In an era of technological improvements in several industries, mining included. Professor Clay
Christensen arose in 1997 with a new theory called Disruptive Innovation. The Professor defines
this theory as transforming a product that was historically too expensive and complicated that
only a few could afford into one much more affordable and accessible that a larger population
has access to. Following this line of thinking, it can be understood why new technologies such as
automation, digital twinning, machine learning, and the like have gained more popularity inside
the mining industry. The main reason would be the economic and technical accessibility of these
technologies in the past years.
Furthermore, the Professor elaborates on the dilemma that companies face when developing a
new product: they must choose between making a better product and selling it for a higher price
or developing a worst product that can ruin their margins. He called it the Innovator’s Dilemma.
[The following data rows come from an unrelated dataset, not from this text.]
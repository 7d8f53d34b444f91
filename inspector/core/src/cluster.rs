//! The cluster view: one row per cluster the proxy knows about.

use crate::{envoy::cluster::Cluster, metadata, DecodeError, Snapshot};
use serde::{Deserialize, Serialize};

/// Placeholder for a cluster name component that is not present.
pub const UNSPECIFIED: &str = "-";

#[derive(Clone, Debug, PartialEq, Eq, Serialize, Deserialize)]
#[serde(rename_all = "camelCase")]
pub struct ClusterEntry {
    pub fqdn: String,
    pub port: u16,
    pub subset: String,
    pub direction: String,
    #[serde(rename = "type")]
    pub discovery_type: String,
    pub destination_rule: String,
}

/// A cluster name decomposed as `<direction>|<port>|<subset>|<fqdn>`.
#[derive(Clone, Debug, PartialEq, Eq)]
pub struct ClusterKey<'a> {
    pub direction: &'a str,
    pub port: u16,
    pub subset: &'a str,
    pub fqdn: &'a str,
}

pub fn project(snapshot: &Snapshot) -> Result<Vec<ClusterEntry>, DecodeError> {
    let clusters = match snapshot.clusters() {
        Ok(clusters) => clusters,
        Err(error) if error.is_not_found() => return Ok(Vec::new()),
        Err(error) => return Err(error),
    };
    Ok(clusters.iter().map(ClusterEntry::from_cluster).collect())
}

// === impl ClusterEntry ===

impl ClusterEntry {
    pub fn from_cluster(cluster: &Cluster) -> Self {
        let ClusterKey {
            direction,
            port,
            subset,
            fqdn,
        } = ClusterKey::parse(&cluster.name);
        Self {
            fqdn: fqdn.to_string(),
            port,
            subset: if subset.is_empty() {
                UNSPECIFIED.to_string()
            } else {
                subset.to_string()
            },
            direction: direction.to_string(),
            discovery_type: cluster.discovery_type().to_string(),
            destination_rule: metadata::originating_resource(cluster.metadata.as_ref()),
        }
    }
}

// === impl ClusterKey ===

impl<'a> ClusterKey<'a> {
    /// Names with fewer than four fields are treated as a bare destination.
    /// Fields past the fourth are ignored.
    pub fn parse(name: &'a str) -> Self {
        match name.split('|').collect::<Vec<_>>()[..] {
            [direction, port, subset, fqdn, ..] => Self {
                direction,
                port: port.parse().unwrap_or(0),
                subset,
                fqdn,
            },
            _ => Self {
                direction: UNSPECIFIED,
                port: 0,
                subset: UNSPECIFIED,
                fqdn: name,
            },
        }
    }
}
This dilemma can be seen in the autonomous trucks market, where bigger competitors such as
Komatsu, Caterpillar, Volvo, and others decided to invest in developing this technology than
producing lower-cost trucks.
Finally, it will be valuable to watch another video about Professor Christensen talking about his
theory at Oxford University (first link below). He explained the idea of efficiency innovation
against disruptive innovation and how companies manage capital between these two stages. He
said that companies look forward to having better financial ratios by not investing their capital.
Extrapolating this concept to the mining industry can explain why companies have put more
effort into optimizing existing technologies over decades than generating any disruptive
innovation due to the high capital required.